Wherever the word "first" appears in the entries, copy the whole line.

+++ Records provided

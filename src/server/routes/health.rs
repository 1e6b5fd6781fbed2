use crate::error::{MessageBody, RelayError};
use crate::server::router::RelayState;
use axum::{Json, extract::State};
use std::time::Duration;
use tracing::warn;

/// Upper bound on the kill-switch probe. The other routes wait on the store indefinitely.
pub const GATE_PROBE_TIMEOUT: Duration = Duration::from_secs(3);

pub(super) async fn home_handler() -> Json<&'static str> {
    Json("You have reached the dev proxy server")
}

pub(super) async fn status_handler(
    State(state): State<RelayState>,
) -> Result<Json<MessageBody<&'static str>>, RelayError> {
    state.store.ping().await.map_err(RelayError::Unavailable)?;
    Ok(Json(MessageBody::new("Okay")))
}

/// Operator/debug route. There is no way back short of restarting the process.
pub(super) async fn disconnect_handler(
    State(state): State<RelayState>,
) -> Json<MessageBody<&'static str>> {
    state.store.close().await;
    warn!("Database handle closed by request; restart the process to reconnect");
    Json(MessageBody::new("Disconnected from database"))
}

/// `"True"` when the store answers a ping within `GATE_PROBE_TIMEOUT`, `"False"` otherwise.
pub(super) async fn metrics_enabled_handler(State(state): State<RelayState>) -> Json<&'static str> {
    let enabled = match tokio::time::timeout(GATE_PROBE_TIMEOUT, state.store.ping()).await {
        Ok(Ok(())) => true,
        Ok(Err(e)) => {
            warn!(error = %e, "Metrics gate closed: database ping failed");
            false
        }
        Err(_) => {
            warn!(
                timeout_secs = GATE_PROBE_TIMEOUT.as_secs(),
                "Metrics gate closed: database ping timed out"
            );
            false
        }
    };
    Json(if enabled { "True" } else { "False" })
}
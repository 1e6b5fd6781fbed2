use crate::rows::{Scalar, SerializationError, TabularResult};
use sqlx::sqlite::SqliteRow;
use sqlx::{Column, Row, TypeInfo, ValueRef};

/// Converts fetched rows into a `TabularResult`. SQLite is dynamically typed, so each cell is
/// decoded by its storage class rather than the declared column type.
pub(super) fn tabulate(rows: &[SqliteRow]) -> Result<TabularResult, SerializationError> {
    let Some(first) = rows.first() else {
        return Ok(TabularResult::new(Vec::new()));
    };
    let columns = first
        .columns()
        .iter()
        .map(|c| c.name().to_string())
        .collect();

    let mut result = TabularResult::new(columns);
    for (idx, row) in rows.iter().enumerate() {
        let cells = (0..row.len())
            .map(|col| {
                decode_cell(row, col).map_err(|e| SerializationError::Decode {
                    row: idx,
                    column: row.column(col).name().to_string(),
                    message: e.to_string(),
                })
            })
            .collect::<Result<Vec<_>, _>>()?;
        result.push_row(cells);
    }
    Ok(result)
}

fn decode_cell(row: &SqliteRow, idx: usize) -> Result<Scalar, sqlx::Error> {
    let storage = {
        let raw = row.try_get_raw(idx)?;
        if raw.is_null() {
            return Ok(Scalar::Null);
        }
        raw.type_info().name().to_string()
    };

    let cell = match storage.as_str() {
        "INTEGER" => Scalar::Int(row.try_get::<i64, _>(idx)?),
        "REAL" => Scalar::Float(row.try_get::<f64, _>(idx)?),
        "TEXT" => Scalar::Text(row.try_get::<String, _>(idx)?),
        _ => Scalar::Bytes(row.try_get_unchecked::<Vec<u8>, _>(idx)?),
    };
    Ok(cell)
}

++++++

### Result for this exercise:
    let Some(first) = rows.first() else {
    let columns = first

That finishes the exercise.